WORK TO BE COMPLETED →
Exactly as they appear, output all of the entries.

(Stored data entries)

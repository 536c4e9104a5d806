//! Source receipts to bundles.

use super::PolicyError;
use relay_chain::processor::{filter_block, filter_receipts};
use relay_config::{BundlingConfig, ChainConfig};
use relay_signer::BundleSource;
use relay_types::{Address, Block, Bundle, EventFilter, Receipt, Transfer};

/// Default number of transfers carried by one bundle.
pub const TRANSFERS_PER_BUNDLE: usize = 20;

/// Reads deposit events and groups them into bundles per block.
///
/// A deposit log carries the recipient word in `topics[2]` and the amount as
/// a 32-byte data word whose upper 16 bytes must be zero. Amounts are scaled
/// by `10^amount_scale_exponent` into destination units.
#[derive(Debug, Clone)]
pub struct BundlingPolicy {
	filter: EventFilter,
	transfers_per_bundle: usize,
	amount_scale: u128,
}

impl BundlingPolicy {
	pub fn new(
		filter: EventFilter,
		transfers_per_bundle: usize,
		amount_scale_exponent: u32,
	) -> Result<Self, PolicyError> {
		if transfers_per_bundle == 0 {
			return Err(PolicyError::InvalidSettings(
				"transfers_per_bundle must be greater than zero".into(),
			));
		}
		let amount_scale = 10u128.checked_pow(amount_scale_exponent).ok_or_else(|| {
			PolicyError::InvalidSettings(format!(
				"amount_scale_exponent {} overflows a 128-bit amount",
				amount_scale_exponent
			))
		})?;
		Ok(Self {
			filter,
			transfers_per_bundle,
			amount_scale,
		})
	}

	/// Policy for the deposit event of `chain`'s bridge contract.
	pub fn from_config(chain: &ChainConfig, settings: &BundlingConfig) -> Result<Self, PolicyError> {
		Self::new(
			EventFilter::new(chain.hasher, chain.bridge_contract, &settings.deposit_event),
			settings.transfers_per_bundle,
			settings.amount_scale_exponent,
		)
	}

	pub fn filter(&self) -> &EventFilter {
		&self.filter
	}

	/// Bundles a block from its full receipt set.
	pub fn from_unfiltered_block(&self, block: &Block, receipts: &[Receipt]) -> Result<Vec<Bundle>, PolicyError> {
		if !filter_block(block, &self.filter) {
			return Ok(Vec::new());
		}
		let filtered = filter_receipts(block, receipts, &self.filter)?;
		self.from_filtered_receipts(block, filtered)
	}

	/// Bundles receipts already reduced to matching deposit logs.
	pub fn from_filtered_receipts(
		&self,
		block: &Block,
		mut receipts: Vec<Receipt>,
	) -> Result<Vec<Bundle>, PolicyError> {
		receipts.sort_by_key(|r| r.transaction_index);

		let mut transfers = Vec::with_capacity(receipts.len());
		for receipt in &receipts {
			if let Some(transfer) = self.decode_deposit(receipt)? {
				transfers.push(transfer);
			}
		}

		let bundles: Vec<Bundle> = transfers
			.chunks(self.transfers_per_bundle)
			.enumerate()
			.map(|(index, chunk)| Bundle::new(block.number, block.hash, index as u32, chunk.to_vec()))
			.collect();

		if !bundles.is_empty() {
			tracing::debug!(
				block = block.number,
				transfers = transfers.len(),
				bundles = bundles.len(),
				"Bundled deposits"
			);
		}
		Ok(bundles)
	}

	/// Decodes the first deposit log of a receipt. Zero deposits are skipped.
	fn decode_deposit(&self, receipt: &Receipt) -> Result<Option<Transfer>, PolicyError> {
		let malformed = |reason: String| PolicyError::MalformedDeposit {
			tx_hash: receipt.transaction_hash.to_string(),
			reason,
		};

		let Some(log) = receipt.logs.iter().find(|log| self.filter.matches_log(log)) else {
			return Ok(None);
		};
		if log.data.len() != 32 {
			return Err(malformed(format!("data is {} bytes, expected 32", log.data.len())));
		}
		if log.data.iter().all(|b| *b == 0) {
			tracing::debug!(tx_hash = %receipt.transaction_hash, "Skipping zero deposit");
			return Ok(None);
		}
		if log.data[..16].iter().any(|b| *b != 0) {
			return Err(malformed("amount exceeds 128 bits".into()));
		}
		let recipient = log
			.topic(2)
			.ok_or_else(|| malformed(format!("{} topics, recipient missing", log.topics.len())))?;

		let mut low = [0u8; 16];
		low.copy_from_slice(&log.data[16..]);
		let amount = u128::from_be_bytes(low)
			.checked_mul(self.amount_scale)
			.ok_or_else(|| malformed("scaled amount overflows".into()))?;

		Ok(Some(Transfer::new(
			receipt.transaction_hash,
			Address::from_word(*recipient),
			amount,
		)))
	}
}

impl BundleSource for BundlingPolicy {
	fn bundles_in_block(&self, block: &Block, receipts: &[Receipt]) -> Result<Vec<Bundle>, String> {
		self.from_unfiltered_block(block, receipts).map_err(|e| e.to_string())
	}
}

EXERCISE RESPONSE →
repository 536c4e9104a5d806
//! Source receipts to bundles.

use super::PolicyError;
use relay_chain::processor::{filter_block, filter_receipts};
use relay_config::{BundlingConfig, ChainConfig};
use relay_signer::BundleSource;
use relay_types::{Address, Block, Bundle, EventFilter, Receipt, Transfer};

/// Default number of transfers carried by one bundle.
pub const TRANSFERS_PER_BUNDLE: usize = 20;

/// Reads deposit events and groups them into bundles per block.
///
/// A deposit log carries the recipient word in `topics[2]` and the amount as
/// a 32-byte data word whose upper 16 bytes must be zero. Amounts are scaled
/// by `10^amount_scale_exponent` into destination units.
#[derive(Debug, Clone)]
pub struct BundlingPolicy {
	filter: EventFilter,
	transfers_per_bundle: usize,
	amount_scale: u128,
}

impl BundlingPolicy {
	pub fn new(
		filter: EventFilter,
		transfers_per_bundle: usize,
		amount_scale_exponent: u32,
	) -> Result<Self, PolicyError> {
		if transfers_per_bundle == 0 {
			return Err(PolicyError::InvalidSettings(
				"transfers_per_bundle must be greater than zero".into(),
			));
		}
		let amount_scale = 10u128.checked_pow(amount_scale_exponent).ok_or_else(|| {
			PolicyError::InvalidSettings(format!(
				"amount_scale_exponent {} overflows a 128-bit amount",
				amount_scale_exponent
			))
		})?;
		Ok(Self {
			filter,
			transfers_per_bundle,
			amount_scale,
		})
	}

	/// Policy for the deposit event of `chain`'s bridge contract.
	pub fn from_config(chain: &ChainConfig, settings: &BundlingConfig) -> Result<Self, PolicyError> {
		Self::new(
			EventFilter::new(chain.hasher, chain.bridge_contract, &settings.deposit_event),
			settings.transfers_per_bundle,
			settings.amount_scale_exponent,
		)
	}

	pub fn filter(&self) -> &EventFilter {
		&self.filter
	}

	/// Bundles a block from its full receipt set.
	pub fn from_unfiltered_block(&self, block: &Block, receipts: &[Receipt]) -> Result<Vec<Bundle>, PolicyError> {
		if !filter_block(block, &self.filter) {
			return Ok(Vec::new());
		}
		let filtered = filter_receipts(block, receipts, &self.filter)?;
		self.from_filtered_receipts(block, filtered)
	}

	/// Bundles receipts already reduced to matching deposit logs.
	pub fn from_filtered_receipts(
		&self,
		block: &Block,
		mut receipts: Vec<Receipt>,
	) -> Result<Vec<Bundle>, PolicyError> {
		receipts.sort_by_key(|r| r.transaction_index);

		let mut transfers = Vec::with_capacity(receipts.len());
		for receipt in &receipts {
			if let Some(transfer) = self.decode_deposit(receipt)? {
				transfers.push(transfer);
			}
		}

		let bundles: Vec<Bundle> = transfers
			.chunks(self.transfers_per_bundle)
			.enumerate()
			.map(|(index, chunk)| Bundle::new(block.number, block.hash, index as u32, chunk.to_vec()))
			.collect();

		if !bundles.is_empty() {
			tracing::debug!(
				block = block.number,
				transfers = transfers.len(),
				bundles = bundles.len(),
				"Bundled deposits"
			);
		}
		Ok(bundles)
	}

	/// Decodes the first deposit log of a receipt. Zero deposits are skipped.
	fn decode_deposit(&self, receipt: &Receipt) -> Result<Option<Transfer>, PolicyError> {
		let malformed = |reason: String| PolicyError::MalformedDeposit {
			tx_hash: receipt.transaction_hash.to_string(),
			reason,
		};

		let Some(log) = receipt.logs.iter().find(|log| self.filter.matches_log(log)) else {
			return Ok(None);
		};
		if log.data.len() != 32 {
			return Err(malformed(format!("data is {} bytes, expected 32", log.data.len())));
		}
		if log.data.iter().all(|b| *b == 0) {
			tracing::debug!(tx_hash = %receipt.transaction_hash, "Skipping zero deposit");
			return Ok(None);
		}
		if log.data[..16].iter().any(|b| *b != 0) {
			return Err(malformed("amount exceeds 128 bits".into()));
		}
		let recipient = log
			.topic(2)
			.ok_or_else(|| malformed(format!("{} topics, recipient missing", log.topics.len())))?;

		let mut low = [0u8; 16];
		low.copy_from_slice(&log.data[16..]);
		let amount = u128::from_be_bytes(low)
			.checked_mul(self.amount_scale)
			.ok_or_else(|| malformed("scaled amount overflows".into()))?;

		Ok(Some(Transfer::new(
			receipt.transaction_hash,
			Address::from_word(*recipient),
			amount,
		)))
	}
}

impl BundleSource for BundlingPolicy {
	fn bundles_in_block(&self, block: &Block, receipts: &[Receipt]) -> Result<Vec<Bundle>, String> {
		self.from_unfiltered_block(block, receipts).map_err(|e| e.to_string())
	}
}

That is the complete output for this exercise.